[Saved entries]

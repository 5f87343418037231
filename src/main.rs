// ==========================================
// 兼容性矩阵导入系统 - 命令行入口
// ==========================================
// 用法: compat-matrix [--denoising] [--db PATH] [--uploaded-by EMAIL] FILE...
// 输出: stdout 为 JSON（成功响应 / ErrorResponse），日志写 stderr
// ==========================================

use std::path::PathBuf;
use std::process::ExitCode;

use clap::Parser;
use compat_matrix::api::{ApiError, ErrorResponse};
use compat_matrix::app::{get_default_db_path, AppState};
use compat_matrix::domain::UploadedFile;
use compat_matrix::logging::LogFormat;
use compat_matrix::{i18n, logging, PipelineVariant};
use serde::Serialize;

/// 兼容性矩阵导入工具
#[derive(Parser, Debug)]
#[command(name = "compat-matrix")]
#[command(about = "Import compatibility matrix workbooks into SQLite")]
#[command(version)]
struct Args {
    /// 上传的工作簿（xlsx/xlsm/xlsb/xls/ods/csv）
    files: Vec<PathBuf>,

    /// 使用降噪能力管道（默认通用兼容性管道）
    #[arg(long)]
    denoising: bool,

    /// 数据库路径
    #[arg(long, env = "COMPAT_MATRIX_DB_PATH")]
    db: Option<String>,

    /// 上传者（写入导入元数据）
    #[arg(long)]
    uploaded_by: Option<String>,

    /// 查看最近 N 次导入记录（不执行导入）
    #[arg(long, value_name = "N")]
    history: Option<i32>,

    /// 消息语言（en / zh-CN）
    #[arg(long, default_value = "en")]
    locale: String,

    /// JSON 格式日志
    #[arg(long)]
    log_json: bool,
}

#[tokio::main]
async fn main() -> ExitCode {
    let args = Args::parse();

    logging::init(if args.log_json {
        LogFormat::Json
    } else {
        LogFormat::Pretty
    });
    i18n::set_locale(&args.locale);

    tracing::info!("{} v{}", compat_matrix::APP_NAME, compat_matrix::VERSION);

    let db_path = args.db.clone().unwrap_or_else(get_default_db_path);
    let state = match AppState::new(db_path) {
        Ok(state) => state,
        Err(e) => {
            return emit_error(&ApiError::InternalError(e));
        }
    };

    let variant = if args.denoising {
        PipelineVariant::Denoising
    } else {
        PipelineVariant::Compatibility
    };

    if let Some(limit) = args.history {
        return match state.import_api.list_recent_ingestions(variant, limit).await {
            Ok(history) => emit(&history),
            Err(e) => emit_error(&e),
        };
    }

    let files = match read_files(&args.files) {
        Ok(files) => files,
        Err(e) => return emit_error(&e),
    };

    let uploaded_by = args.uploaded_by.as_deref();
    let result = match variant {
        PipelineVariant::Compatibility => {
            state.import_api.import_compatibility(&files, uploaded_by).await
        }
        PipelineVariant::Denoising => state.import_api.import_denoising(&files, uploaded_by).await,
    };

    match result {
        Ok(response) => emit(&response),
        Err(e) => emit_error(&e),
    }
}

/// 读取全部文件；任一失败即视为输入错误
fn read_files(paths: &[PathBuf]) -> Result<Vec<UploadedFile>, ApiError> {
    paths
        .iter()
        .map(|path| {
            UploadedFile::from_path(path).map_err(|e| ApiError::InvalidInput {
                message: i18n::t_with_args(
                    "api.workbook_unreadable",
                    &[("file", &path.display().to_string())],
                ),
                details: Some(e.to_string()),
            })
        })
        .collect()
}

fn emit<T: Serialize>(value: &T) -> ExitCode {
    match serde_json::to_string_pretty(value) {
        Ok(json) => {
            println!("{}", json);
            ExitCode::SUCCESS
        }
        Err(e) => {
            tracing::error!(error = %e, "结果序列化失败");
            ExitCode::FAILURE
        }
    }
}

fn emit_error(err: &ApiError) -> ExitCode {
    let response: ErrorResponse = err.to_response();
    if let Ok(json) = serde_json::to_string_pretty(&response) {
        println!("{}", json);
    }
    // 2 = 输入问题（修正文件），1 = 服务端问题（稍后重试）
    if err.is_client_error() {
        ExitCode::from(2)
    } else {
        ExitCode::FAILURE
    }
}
---
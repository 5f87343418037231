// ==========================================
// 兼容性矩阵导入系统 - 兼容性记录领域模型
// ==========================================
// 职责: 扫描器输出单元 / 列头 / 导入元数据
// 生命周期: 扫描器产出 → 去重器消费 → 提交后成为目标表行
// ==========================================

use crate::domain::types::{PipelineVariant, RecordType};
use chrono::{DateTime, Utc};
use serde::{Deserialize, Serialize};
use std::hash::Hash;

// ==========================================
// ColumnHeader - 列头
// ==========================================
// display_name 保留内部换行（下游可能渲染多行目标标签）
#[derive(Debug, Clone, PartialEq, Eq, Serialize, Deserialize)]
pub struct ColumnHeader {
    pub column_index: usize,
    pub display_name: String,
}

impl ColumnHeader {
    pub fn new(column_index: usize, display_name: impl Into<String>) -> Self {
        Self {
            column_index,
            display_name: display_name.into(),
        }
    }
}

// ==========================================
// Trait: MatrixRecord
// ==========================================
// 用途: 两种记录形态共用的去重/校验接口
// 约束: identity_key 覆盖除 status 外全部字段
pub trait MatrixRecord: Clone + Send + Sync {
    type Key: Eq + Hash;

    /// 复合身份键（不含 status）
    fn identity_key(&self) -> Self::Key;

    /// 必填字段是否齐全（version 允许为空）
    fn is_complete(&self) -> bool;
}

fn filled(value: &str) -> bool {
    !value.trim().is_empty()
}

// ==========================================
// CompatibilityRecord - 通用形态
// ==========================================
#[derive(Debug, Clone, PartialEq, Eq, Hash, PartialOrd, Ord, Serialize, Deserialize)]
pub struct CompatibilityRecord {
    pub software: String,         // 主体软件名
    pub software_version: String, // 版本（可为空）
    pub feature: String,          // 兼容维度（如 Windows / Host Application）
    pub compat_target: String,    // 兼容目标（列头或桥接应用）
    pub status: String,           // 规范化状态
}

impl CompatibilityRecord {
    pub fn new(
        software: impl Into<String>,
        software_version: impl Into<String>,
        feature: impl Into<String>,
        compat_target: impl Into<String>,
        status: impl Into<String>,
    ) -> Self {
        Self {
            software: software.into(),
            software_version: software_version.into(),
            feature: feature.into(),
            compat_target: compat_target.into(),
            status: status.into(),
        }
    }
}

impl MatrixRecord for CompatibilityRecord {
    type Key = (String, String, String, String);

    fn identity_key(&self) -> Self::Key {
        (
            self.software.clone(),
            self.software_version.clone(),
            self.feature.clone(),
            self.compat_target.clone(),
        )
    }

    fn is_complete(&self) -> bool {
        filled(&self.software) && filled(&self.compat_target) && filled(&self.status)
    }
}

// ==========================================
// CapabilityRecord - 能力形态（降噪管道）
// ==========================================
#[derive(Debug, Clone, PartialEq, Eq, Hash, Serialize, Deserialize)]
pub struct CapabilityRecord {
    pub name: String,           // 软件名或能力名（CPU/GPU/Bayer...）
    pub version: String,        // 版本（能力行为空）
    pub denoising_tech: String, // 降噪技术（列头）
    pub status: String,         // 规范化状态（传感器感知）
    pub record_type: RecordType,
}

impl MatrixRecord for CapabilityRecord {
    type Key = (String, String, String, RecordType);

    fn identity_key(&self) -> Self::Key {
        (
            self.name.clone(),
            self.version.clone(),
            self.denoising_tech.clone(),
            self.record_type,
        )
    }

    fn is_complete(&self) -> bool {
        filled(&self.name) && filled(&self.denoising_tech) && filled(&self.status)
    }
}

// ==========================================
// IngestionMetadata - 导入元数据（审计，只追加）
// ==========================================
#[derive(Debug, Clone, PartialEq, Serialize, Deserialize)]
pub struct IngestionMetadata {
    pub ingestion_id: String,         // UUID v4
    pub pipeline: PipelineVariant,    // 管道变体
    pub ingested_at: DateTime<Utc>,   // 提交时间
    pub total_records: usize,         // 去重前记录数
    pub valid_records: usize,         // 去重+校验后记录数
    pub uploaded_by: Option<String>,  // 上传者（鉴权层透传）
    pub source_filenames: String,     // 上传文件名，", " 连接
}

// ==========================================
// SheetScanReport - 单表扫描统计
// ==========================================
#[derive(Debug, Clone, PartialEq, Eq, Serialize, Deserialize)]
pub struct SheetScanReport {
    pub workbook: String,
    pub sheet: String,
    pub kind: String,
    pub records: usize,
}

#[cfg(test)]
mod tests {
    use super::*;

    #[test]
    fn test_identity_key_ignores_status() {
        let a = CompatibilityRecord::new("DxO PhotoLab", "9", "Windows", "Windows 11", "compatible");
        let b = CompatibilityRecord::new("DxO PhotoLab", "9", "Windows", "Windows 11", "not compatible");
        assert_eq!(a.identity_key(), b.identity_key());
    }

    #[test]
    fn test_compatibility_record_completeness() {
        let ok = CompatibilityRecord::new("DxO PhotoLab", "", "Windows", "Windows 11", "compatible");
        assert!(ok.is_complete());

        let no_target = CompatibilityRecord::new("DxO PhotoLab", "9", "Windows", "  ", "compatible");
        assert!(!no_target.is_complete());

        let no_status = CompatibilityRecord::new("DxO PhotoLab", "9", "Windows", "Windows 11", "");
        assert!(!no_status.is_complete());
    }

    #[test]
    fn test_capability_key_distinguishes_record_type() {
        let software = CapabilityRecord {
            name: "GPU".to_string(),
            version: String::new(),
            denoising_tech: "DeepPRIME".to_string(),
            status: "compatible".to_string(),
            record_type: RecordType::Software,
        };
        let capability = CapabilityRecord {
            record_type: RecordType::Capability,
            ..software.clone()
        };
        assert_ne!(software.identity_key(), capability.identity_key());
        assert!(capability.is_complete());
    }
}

→ **What this task involves**
Would you tally the lines above that include "tracing" and reply with only the total?

→ **Solution**
2